Subject: Re: strange coredump during telnet compile (long)
To: Timothy A. Musson <timothy.musson@zin-tech.com>
From: Mykal Funk <mykal@sccoast.net>
List: netbsd-help
Date: 01/27/2004 18:56:19
On Tuesday, January 27, 2004 16:42 EST, "Timothy A. Musson"
<timothy.musson@zin-tech.com> wrote:

> At 03:59 PM 1/27/04 , Mykal Funk wrote:

> >Since i don't have an extra monitor for the box, i access it via
> >telnet from my MegaKludge95 box. [I won't bore you with the long drawn
> >out reasons it takes forever to unlock yourself from the clutches of
> >the Evil Empire once you have become a Convert of the Unix Way. ;)] I
> >find that this set up allows me to transfer my data from proprietary
> >binary data formats to Unix by using the "cut and paste" method of data
> >conversion via the telnet window.
>
> Since you brought this up: Are these M$ Office documents? If so, try
> OpenOffice.org.

Yes and No. Some of the data is in M$ Office, some in other oddball formats.
As for X... my tastes run to older hardware and command line interfaces.
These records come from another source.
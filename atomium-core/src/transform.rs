/// Rotation state and the composite pose the animation mutates
use nalgebra::{Matrix4, Vector3};

/// Rotation state around three axes (in radians)
#[derive(Debug, Clone, Copy, PartialEq)]
pub struct RotationState {
    pub x: f32,
    pub y: f32,
    pub z: f32,
}

impl RotationState {
    pub fn new(x: f32, y: f32, z: f32) -> Self {
        Self { x, y, z }
    }

    pub fn zero() -> Self {
        Self {
            x: 0.0,
            y: 0.0,
            z: 0.0,
        }
    }

    /// Rotate by delta amounts (in radians)
    pub fn rotate(&mut self, dx: f32, dy: f32, dz: f32) {
        self.x += dx;
        self.y += dy;
        self.z += dz;
    }

    pub fn is_finite(&self) -> bool {
        self.x.is_finite() && self.y.is_finite() && self.z.is_finite()
    }
}

impl Default for RotationState {
    fn default() -> Self {
        Self::zero()
    }
}

/// Axis selector for single-axis motion
#[derive(Debug, Clone, Copy, PartialEq, Eq)]
pub enum Axis {
    X,
    Y,
    Z,
}

impl Axis {
    pub fn unit(self) -> Vector3<f32> {
        match self {
            Axis::X => Vector3::x(),
            Axis::Y => Vector3::y(),
            Axis::Z => Vector3::z(),
        }
    }
}

/// Position and rotation of a scene group
#[derive(Debug, Clone, Copy, PartialEq)]
pub struct Pose {
    pub position: Vector3<f32>,
    pub rotation: RotationState,
}

impl Pose {
    pub fn identity() -> Self {
        Self {
            position: Vector3::zeros(),
            rotation: RotationState::zero(),
        }
    }

    pub fn set_axis(&mut self, axis: Axis, value: f32) {
        match axis {
            Axis::X => self.position.x = value,
            Axis::Y => self.position.y = value,
            Axis::Z => self.position.z = value,
        }
    }

    pub fn axis(&self, axis: Axis) -> f32 {
        self.position.dot(&axis.unit())
    }

    /// Translation applied after rotation
    pub fn matrix(&self) -> Matrix4<f32> {
        Transform::translation_matrix(self.position.x, self.position.y, self.position.z)
            * Transform::rotation_matrix(&self.rotation)
    }

    pub fn is_finite(&self) -> bool {
        self.position.iter().all(|v| v.is_finite()) && self.rotation.is_finite()
    }
}

impl Default for Pose {
    fn default() -> Self {
        Self::identity()
    }
}

/// Transform builder for 3D transformations
pub struct Transform;

impl Transform {
    /// Create a rotation matrix from a rotation state
    pub fn rotation_matrix(rotation: &RotationState) -> Matrix4<f32> {
        let rx = Matrix4::new_rotation(Vector3::new(rotation.x, 0.0, 0.0));
        let ry = Matrix4::new_rotation(Vector3::new(0.0, rotation.y, 0.0));
        let rz = Matrix4::new_rotation(Vector3::new(0.0, 0.0, rotation.z));

        // Apply rotations in order: X, Y, Z
        rz * ry * rx
    }

    /// Create a translation matrix
    pub fn translation_matrix(x: f32, y: f32, z: f32) -> Matrix4<f32> {
        Matrix4::new_translation(&Vector3::new(x, y, z))
    }
}

#[cfg(test)]
mod tests {
    use super::*;
    use nalgebra::Point3;

    #[test]
    fn test_rotation_state() {
        let mut state = RotationState::zero();
        assert_eq!(state.x, 0.0);
        assert_eq!(state.y, 0.0);
        assert_eq!(state.z, 0.0);

        state.rotate(0.1, 0.2, 0.3);
        assert!((state.x - 0.1).abs() < 1e-6);
        assert!((state.y - 0.2).abs() < 1e-6);
        assert!((state.z - 0.3).abs() < 1e-6);
    }

    #[test]
    fn test_identity_rotation() {
        let rotation = RotationState::zero();
        let matrix = Transform::rotation_matrix(&rotation);
        assert!((matrix - Matrix4::identity()).norm() < 1e-6);
    }

    #[test]
    fn test_pose_axis_and_matrix() {
        let mut pose = Pose::identity();
        pose.set_axis(Axis::Z, 12.5);
        assert_eq!(pose.axis(Axis::Z), 12.5);
        assert_eq!(pose.axis(Axis::X), 0.0);

        let moved = pose.matrix().transform_point(&Point3::new(1.0, 0.0, 0.0));
        assert!((moved - Point3::new(1.0, 0.0, 12.5)).norm() < 1e-6);
    }

    #[test]
    fn test_pose_rotates_before_translating() {
        let pose = Pose {
            position: Vector3::new(10.0, 0.0, 0.0),
            rotation: RotationState::new(0.0, std::f32::consts::FRAC_PI_2, 0.0),
        };
        let moved = pose.matrix().transform_point(&Point3::new(0.0, 0.0, 1.0));
        assert!((moved - Point3::new(11.0, 0.0, 0.0)).norm() < 1e-5);
    }
}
> >This long explanation is needed to explain the background of my problem.
>
> Not really. Many people on this list remote-admin machines or have
headless
> machines at home. :)

Being new to the Unix Community, i am a little unfamiliar with such common
things as 'headless machines.' Lets put it metaphorically. I'm an ex-Muggle
who just found out he is really a Wizard. (think Harry Potter) :) I'm still
learning what 'normal' is in the brave new world.
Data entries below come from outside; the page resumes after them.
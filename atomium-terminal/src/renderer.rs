/// ASCII rasterizer for terminal rendering
use atomium_core::config::LightRig;
use atomium_core::projection::project_with;
use atomium_core::{Appearance, Mesh, Triangle};
use crossterm::{
    style::{Color, Print, ResetColor, SetForegroundColor},
    QueueableCommand,
};
use nalgebra::{Matrix4, Vector3};
use std::io::Write;

/// Character luminosity ramp for depth/shading (darkest to lightest)
const LUMINOSITY_RAMP: &[char] = &[' ', '.', ':', '-', '=', '+', '*', '#', '%', '@'];

/// Light as seen by the rasterizer: a direction and two scalar intensities
#[derive(Debug, Clone, Copy)]
pub struct Shading {
    light_dir: Vector3<f32>,
    ambient: f32,
    directional: f32,
}

impl Shading {
    pub fn from_rig(rig: &LightRig) -> Self {
        let ambient = (rig.ambient.r + rig.ambient.g + rig.ambient.b) / 3.0;
        let color = (rig.directional.r + rig.directional.g + rig.directional.b) / 3.0;
        Self {
            light_dir: rig.direction.try_normalize(1e-6).unwrap_or_else(Vector3::z),
            ambient,
            directional: color * rig.directional_intensity,
        }
    }

    fn brightness(&self, normal: &Vector3<f32>) -> f32 {
        (self.ambient + self.directional * normal.dot(&self.light_dir).max(0.0)).clamp(0.0, 1.0)
    }
}

/// ASCII renderer that converts 3D meshes to terminal characters
pub struct AsciiRenderer {
    width: usize,
    height: usize,
    depth_buffer: Vec<f32>,
    char_buffer: Vec<(char, Color)>,
}

impl AsciiRenderer {
    pub fn new(width: usize, height: usize) -> Self {
        let size = width * height;
        Self {
            width,
            height,
            depth_buffer: vec![f32::INFINITY; size],
            char_buffer: vec![(' ', Color::Reset); size],
        }
    }

    pub fn width(&self) -> usize {
        self.width
    }

    pub fn height(&self) -> usize {
        self.height
    }

    pub fn resize(&mut self, width: usize, height: usize) {
        *self = Self::new(width, height);
    }

    pub fn clear(&mut self) {
        self.depth_buffer.fill(f32::INFINITY);
        self.char_buffer.fill((' ', Color::Reset));
    }

    /// Number of cells covered by geometry
    pub fn covered_cells(&self) -> usize {
        self.depth_buffer.iter().filter(|d| d.is_finite()).count()
    }

    pub fn cell(&self, x: usize, y: usize) -> Option<char> {
        (x < self.width && y < self.height).then(|| self.char_buffer[y * self.width + x].0)
    }

    /// Rasterize `mesh` placed by `model` and viewed through `view_projection`
    pub fn render_mesh(
        &mut self,
        mesh: &Mesh,
        model: &Matrix4<f32>,
        view_projection: &Matrix4<f32>,
        shading: &Shading,
        appearance: &Appearance,
    ) {
        let mvp = view_projection * model;
        for triangle in &mesh.triangles {
            self.render_triangle(triangle, model, &mvp, shading, appearance);
        }
    }

    fn render_triangle(
        &mut self,
        triangle: &Triangle,
        model: &Matrix4<f32>,
        mvp: &Matrix4<f32>,
        shading: &Shading,
        appearance: &Appearance,
    ) {
        // Project vertices to screen space
        let mut screen_coords = [(0.0, 0.0, 0.0); 3];
        for (slot, vertex) in screen_coords.iter_mut().zip(&triangle.vertices) {
            match project_with(mvp, &vertex.position, self.width as u32, self.height as u32) {
                Some(coords) => *slot = coords,
                None => return, // Triangle is clipped
            }
        }

        // Shade with the world-space normal
        let normal = model.transform_vector(&triangle.shading_normal());
        let normal = normal.try_normalize(1e-6).unwrap_or(normal);
        let brightness = shading.brightness(&normal);

        // Map brightness to character
        let char_index = (brightness * (LUMINOSITY_RAMP.len() - 1) as f32) as usize;
        let char_index = char_index.clamp(1, LUMINOSITY_RAMP.len() - 1);
        let character = LUMINOSITY_RAMP[char_index];
        let color = tint(appearance, brightness);

        // Rasterize triangle using scanline algorithm
        self.rasterize_triangle(&screen_coords, character, color);
    }

    fn rasterize_triangle(&mut self, coords: &[(f32, f32, f32); 3], character: char, color: Color) {
        let (v0, v1, v2) = (coords[0], coords[1], coords[2]);

        // Bounding box
        let min_x = v0.0.min(v1.0).min(v2.0).floor() as i32;
        let max_x = v0.0.max(v1.0).max(v2.0).ceil() as i32;
        let min_y = v0.1.min(v1.1).min(v2.1).floor() as i32;
        let max_y = v0.1.max(v1.1).max(v2.1).ceil() as i32;

        // Clip to screen bounds
        let min_x = min_x.max(0);
        let max_x = max_x.min(self.width as i32 - 1);
        let min_y = min_y.max(0);
        let max_y = max_y.min(self.height as i32 - 1);

        // Scanline rasterization
        for y in min_y..=max_y {
            for x in min_x..=max_x {
                let px = x as f32 + 0.5;
                let py = y as f32 + 0.5;

                // Barycentric coordinates
                if let Some((w0, w1, w2)) = barycentric(
                    (v0.0, v0.1),
                    (v1.0, v1.1),
                    (v2.0, v2.1),
                    (px, py),
                ) {
                    if w0 >= 0.0 && w1 >= 0.0 && w2 >= 0.0 {
                        // Interpolate depth
                        let depth = w0 * v0.2 + w1 * v1.2 + w2 * v2.2;

                        let idx = y as usize * self.width + x as usize;
                        if depth < self.depth_buffer[idx] {
                            self.depth_buffer[idx] = depth;
                            self.char_buffer[idx] = (character, color);
                        }
                    }
                }
            }
        }
    }

    pub fn draw<W: Write>(&self, writer: &mut W) -> std::io::Result<()> {
        for y in 0..self.height {
            for x in 0..self.width {
                let (c, color) = self.char_buffer[y * self.width + x];
                writer.queue(SetForegroundColor(color))?;
                writer.queue(Print(c))?;
            }
            if y + 1 < self.height {
                writer.queue(Print("\r\n"))?;
            }
        }
        writer.queue(ResetColor)?;
        Ok(())
    }
}

/// Surface color dimmed by the shading term
fn tint(appearance: &Appearance, brightness: f32) -> Color {
    // metallic surfaces keep more of their highlight
    let gain = 0.6 + 0.4 * appearance.metalness * (1.0 - appearance.roughness);
    let lit = appearance.color.scaled((brightness * gain * 1.4).min(1.0));
    let channel = |c: f32| (c.clamp(0.0, 1.0) * 255.0) as u8;
    Color::Rgb {
        r: channel(lit.r),
        g: channel(lit.g),
        b: channel(lit.b),
    }
}

/// Calculate barycentric coordinates for a point in a triangle
fn barycentric(
    v0: (f32, f32),
    v1: (f32, f32),
    v2: (f32, f32),
    p: (f32, f32),
) -> Option<(f32, f32, f32)> {
    let denom = (v1.1 - v2.1) * (v0.0 - v2.0) + (v2.0 - v1.0) * (v0.1 - v2.1);

    if denom.abs() < 1e-6 {
        return None;
    }

    let w0 = ((v1.1 - v2.1) * (p.0 - v2.0) + (v2.0 - v1.0) * (p.1 - v2.1)) / denom;
    let w1 = ((v2.1 - v0.1) * (p.0 - v2.0) + (v0.0 - v2.0) * (p.1 - v2.1)) / denom;
    let w2 = 1.0 - w0 - w1;

    Some((w0, w1, w2))
}

#[cfg(test)]
mod tests {
    use super::*;
    use atomium_core::{AtomiumConfig, Camera};
    use nalgebra::Point3;

    #[test]
    fn test_barycentric_inside_and_degenerate() {
        let (w0, w1, w2) = barycentric((0.0, 0.0), (4.0, 0.0), (0.0, 4.0), (1.0, 1.0)).unwrap();
        assert!(w0 > 0.0 && w1 > 0.0 && w2 > 0.0);
        assert!((w0 + w1 + w2 - 1.0).abs() < 1e-6);
        assert!(barycentric((0.0, 0.0), (1.0, 1.0), (2.0, 2.0), (1.0, 1.0)).is_none());
    }

    #[test]
    fn test_sphere_covers_center_cell() {
        let mut renderer = AsciiRenderer::new(40, 20);
        let mut camera = Camera::new(40, 40);
        camera.position = Point3::new(0.0, 0.0, 5.0);
        let view_projection = camera.view_projection();
        let sphere = Mesh::uv_sphere(Point3::origin(), 1.0, 12, 8);
        let shading = Shading::from_rig(&AtomiumConfig::landmark().lights);

        renderer.render_mesh(
            &sphere,
            &Matrix4::identity(),
            &view_projection,
            &shading,
            &Appearance::silver(),
        );
        assert!(renderer.covered_cells() > 0);
        assert_ne!(renderer.cell(20, 10), Some(' '));

        renderer.clear();
        assert_eq!(renderer.covered_cells(), 0);
    }
}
> >When i compile code from pkgsrc, about midway through the process, the
>
> What code?

anything... i was working with pine and fetchmail, in particular

> >machine dumps core and dies. I have to snag a monitor cable from a
>
> And you say this why? Did you see the core dump and relating info before
> you lost your telnet connection, or did you just get disconnected? Did it
> not respond to another telnet attempt? If you saw a core dump, you should
> capture it and post it.
>
> >nearby computer and reboot. Inevitable all the partitions are trashed
> >and the one i was working on is particularly smashed. Mercifully once
> >all the fs checks are complete and i 'fsck_ffs /dev/rwd1a' the really
> >hosed disc i can reboot and its life as usual.
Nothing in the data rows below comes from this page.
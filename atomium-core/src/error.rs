/// Error types for structure generation, tiling and the share boundary.

use thiserror::Error;

/// Errors produced by the Atomium core.
#[derive(Debug, Clone, PartialEq, Error)]
#[non_exhaustive]
pub enum AtomiumError {
    /// A dimension input was non-finite or non-positive.
    #[error("invalid parameter `{name}`: {value}")]
    InvalidParameter {
        /// Name of the rejected parameter.
        name: &'static str,
        /// The rejected value.
        value: f64,
    },

    /// A strut with coincident endpoints or a node index outside the structure.
    /// Recoverable: the strut is skipped.
    #[error("strut {strut} is degenerate: nodes {node_a} and {node_b} coincide or do not exist")]
    InvalidGeometry {
        /// Index of the strut in the structure.
        strut: usize,
        /// First endpoint node index.
        node_a: usize,
        /// Second endpoint node index.
        node_b: usize,
    },

    /// A host capability (native share, clipboard) is not present.
    #[error("environment capability unavailable: {0}")]
    EnvironmentUnavailable(String),

    /// The host capability exists but the operation failed.
    #[error("share failed: {0}")]
    ShareFailed(String),
}

impl AtomiumError {
    pub(crate) fn invalid(name: &'static str, value: impl Into<f64>) -> Self {
        Self::InvalidParameter {
            name,
            value: value.into(),
        }
    }
}

/// Result alias used across the crate.
pub type Result<T> = std::result::Result<T, AtomiumError>;

/// Rejects non-finite and non-positive dimensions.
pub(crate) fn require_positive(name: &'static str, value: f32) -> Result<f32> {
    if value.is_finite() && value > 0.0 {
        Ok(value)
    } else {
        Err(AtomiumError::invalid(name, value))
    }
}

#[cfg(test)]
mod tests {
    use super::*;

    #[test]
    fn test_require_positive() {
        assert_eq!(require_positive("spacing", 50.0), Ok(50.0));
        assert!(require_positive("spacing", 0.0).is_err());
        assert!(require_positive("spacing", -1.0).is_err());
        assert!(require_positive("spacing", f32::NAN).is_err());
        assert!(require_positive("spacing", f32::INFINITY).is_err());
    }

    #[test]
    fn test_error_message_names_parameter() {
        let err = AtomiumError::invalid("corner_offset", -2.0f32);
        assert_eq!(err.to_string(), "invalid parameter `corner_offset`: -2");
    }
}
If i'm telnetting, the session simple stops responding. No error messages
The machine refuses to respond to a request for another session. When i
go to the box and physically look at what box is printing to the screen,
i find that is has rebooted itself. The machine has already dropped into
single user mode with warning messages scattered through the boot messages.
I run the requested command, reboot back into multiuser mode and everything
is fine. I admit that i am unsure as to how i can capture the what has
already
been printed to the screen after the dmegs output but before the login
prompt.

> >I have four originally had suspects with this odd behavior.
> >
> > Suspect A: M$ telnet client
>
> I wouldn't think that the telnet client should cause such a thing, but you
> could download a 3rd-party telnet client and see if you get the same
> behavior (try tucows.com and/or freshmeat.net).

I'll download one and see if i can replicate the crash.

> > Suspect B: the recently added core
> > Suspect C: the recently added harddisc
>
> I'd lump these under "Hardware problem", and add to it "Possibly abused
> motherboard"; it was probably tossed rather roughly by whoever junked it.
> Old memory and HD are always suspect.
>
> > Suspect D: a subtle bug somewhere in the kernel related to my setup
>
> I couldn't speculate here.

Suspect B+C: the motherboard from the junkyard system would not power on.
It was a Cyrix x686 anyhow. The core and harddisc was salvaged from that
system and added to a preexisting box as an 'upgrade'. And it appeared
to have been set down rather gently.

> >However, when i used the commandeered monitor and typed keystroke for
> >keystroke directly into the box, the same thing happened. I got alot
> >farther while physically on the box. The screen reported 'Memory Fault
> >(core dumped)' and gave me a new prompt. No crash. No flames. No smoke.
> >Just 'Next command please..."
>
> Now I'm confused. If "the same thing happened", then the box core dumped,
> died, and you had to reboot it. Also, if "the same thing happened", then
it
> died at exactly the same keystroke/compile/whatever that it did the first
> time. What does "alot further" really mean? The compile went further? It
> completed and you were able to move on to another set of operations? Also,
> was there any other info besides "Memory Fault (core dumped)"?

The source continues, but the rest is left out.